Abstract Abnormal signaling through receptor tyrosine kinase (RTK) moieties is crucial in tumor progression and drug targeting of colorectal cancers. Wild-type KIT (WT-KIT), a RTK that is activated upon binding with stem cell factor (SCF), is highly expressed in some colon cancers; however, the functional role of SCF-dependent KIT activation is barely understood in colon cancer pathogenesis. In this study, we aimed to determine the conditions and roles of WT-KIT activation in colon cancer tumorigenesis. We found that WT-KIT was expressed in a subset of colon cancer cell lines and was activated by SCF treatment, leading to activation of downstream AKT and extracellular signal-regulated kinase (ERK) signaling pathways. We also demonstrated that KIT expression gradually decreased, after prolonged SCF stimulation, due to lysosomal degradation. Degradation of WT-KIT after SCF binding was significantly rescued when PKC-δ was activated.
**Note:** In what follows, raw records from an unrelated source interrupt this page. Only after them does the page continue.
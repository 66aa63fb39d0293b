//! The externally consumed translation unit.
//!
//! A `TranslationSession` couples one resolved table with the transcoder
//! and exposes the translate / back-translate / destroy lifecycle. This is
//! the only surface external collaborators use; they never see the table
//! or registry internals.

use std::sync::Arc;

use crate::error::{BrailleError, BrailleResult};
use crate::registry::TableRegistry;
use crate::table::{Table, TableInfo};
use crate::transcoder::{BackTranslationResult, Transcoder, TranslationResult};

/// Contract consumed by callers: translate text to cells and back, then
/// release the session.
pub trait BrailleTranslator {
    fn translate(&self, text: &str) -> BrailleResult<TranslationResult>;
    fn back_translate(&self, cells: &[u8]) -> BrailleResult<String>;
    /// Release the table reference. Idempotent; any later call on the
    /// session fails with `SessionClosed`.
    fn destroy(&mut self);
}

/// A session bound to one resolved table.
///
/// Stateless across calls apart from the table reference, so one session
/// is safe to share for reads, and many sessions can run against the same
/// table concurrently.
pub struct TranslationSession {
    table: Option<Arc<Table>>,
}

impl TranslationSession {
    pub fn new(table: Arc<Table>) -> Self {
        TranslationSession { table: Some(table) }
    }

    /// Resolve `info` through the registry and bind a session to it
    ///
    /// # Errors
    /// Propagates `TableNotFound` / `TableLoad` from resolution.
    pub fn open(registry: &TableRegistry, info: &TableInfo) -> BrailleResult<Self> {
        Ok(TranslationSession::new(registry.resolve(info)?))
    }

    pub fn is_destroyed(&self) -> bool {
        self.table.is_none()
    }

    /// The table identity this session is bound to
    pub fn table_info(&self) -> BrailleResult<&TableInfo> {
        Ok(self.table()?.info())
    }

    fn table(&self) -> BrailleResult<&Arc<Table>> {
        self.table.as_ref().ok_or(BrailleError::SessionClosed)
    }

    /// Forward translation with a caller-supplied cursor offset
    pub fn translate_with_cursor(
        &self,
        text: &str,
        cursor: usize,
    ) -> BrailleResult<TranslationResult> {
        let table = self.table()?;
        Transcoder::new(table).translate(text, cursor)
    }

    /// Back-translation with a caller-supplied cursor offset, keeping the
    /// position maps
    pub fn back_translate_with_cursor(
        &self,
        cells: &[u8],
        cursor: usize,
    ) -> BrailleResult<BackTranslationResult> {
        let table = self.table()?;
        Transcoder::new(table).back_translate(cells, cursor)
    }
}

impl BrailleTranslator for TranslationSession {
    fn translate(&self, text: &str) -> BrailleResult<TranslationResult> {
        self.translate_with_cursor(text, 0)
    }

    fn back_translate(&self, cells: &[u8]) -> BrailleResult<String> {
        Ok(self.back_translate_with_cursor(cells, 0)?.text)
    }

    fn destroy(&mut self) {
        self.table = None;
    }
}

#[cfg(test)]
mod tests {
    use super::*;
    use crate::table::Grade;

    fn session() -> TranslationSession {
        let info = TableInfo::new("en-us-g1", "en-US", Grade::One, false).unwrap();
        let table = Table::builder(info)
            .simple('a', vec![0x01])
            .simple('b', vec![0x03])
            .build()
            .unwrap();
        TranslationSession::new(Arc::new(table))
    }

    #[test]
    fn test_translate_through_trait() {
        let session = session();
        let result = session.translate("ab").unwrap();
        assert_eq!(result.cells, vec![0x01, 0x03]);
        assert_eq!(session.back_translate(&result.cells).unwrap(), "ab");
    }

    #[test]
    fn test_destroy_is_idempotent() {
        let mut session = session();
        session.destroy();
        session.destroy();
        assert!(session.is_destroyed());
    }

    #[test]
    fn test_use_after_destroy_fails() {
        let mut session = session();
        session.destroy();
        assert_eq!(session.translate("a").unwrap_err(), BrailleError::SessionClosed);
        assert_eq!(
            session.back_translate(&[0x01]).unwrap_err(),
            BrailleError::SessionClosed
        );
        assert_eq!(session.table_info().unwrap_err(), BrailleError::SessionClosed);
    }

    #[test]
    fn test_sessions_share_a_table_across_threads() {
        let info = TableInfo::new("en-us-g1", "en-US", Grade::One, false).unwrap();
        let table = Arc::new(
            Table::builder(info)
                .simple('a', vec![0x01])
                .build()
                .unwrap(),
        );
        std::thread::scope(|scope| {
            for _ in 0..4 {
                let table = Arc::clone(&table);
                scope.spawn(move || {
                    let session = TranslationSession::new(table);
                    let result = session.translate("aaa").unwrap();
                    assert_eq!(result.cells, vec![0x01, 0x01, 0x01]);
                });
            }
        });
    }

    #[test]
    fn test_open_resolves_through_registry() {
        let mut registry = crate::registry::TableRegistry::new();
        let info = TableInfo::new("en-us-g1", "en-US", Grade::One, false).unwrap();
        let table = Table::builder(info.clone())
            .simple('a', vec![0x01])
            .build()
            .unwrap();
        registry.with_table(table);

        let session = TranslationSession::open(&registry, &info).unwrap();
        assert_eq!(session.translate("a").unwrap().cells, vec![0x01]);

        let missing = TableInfo::new("x", "de-DE", Grade::One, false).unwrap();
        assert!(TranslationSession::open(&registry, &missing).is_err());
    }
}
We also showed that activated PKC-δ directly binds to SCF bound WT-KIT, facilitating the recycling of WT-KIT. We further showed that a subset of colorectal cancers exhibit expressions of both WT-KIT and activated PKC-δ and that expression of KIT is correlated with poor patient survival (P = 0.004). We herein for the first time demonstrated that continuous downstream signal activation after KIT-SCF binding is accomplished through PKC-δ-mediated recycling of KIT. This sustained KIT activation may contribute to tumor progression in a subset of colon cancers with KIT expression and might provide the rationale for a therapeutic approach targeting KIT. Citation Information: Mol Cancer Ther 2013;12(11 Suppl):A227. Citation Format: Wonkyu Kim, Misun Park, Hogeun Kim. The involvement of wild-type KIT overexpression in colon cancers. [abstract]. In: Proceedings of the AACR-NCI-EORTC International Conference: Molecular Targets and Cancer Therapeutics; 2013 Oct 19-23; Boston, MA. Philadelphia (PA): AACR; Mol Cancer Ther 2013;12(11 Suppl):Abstract nr A227.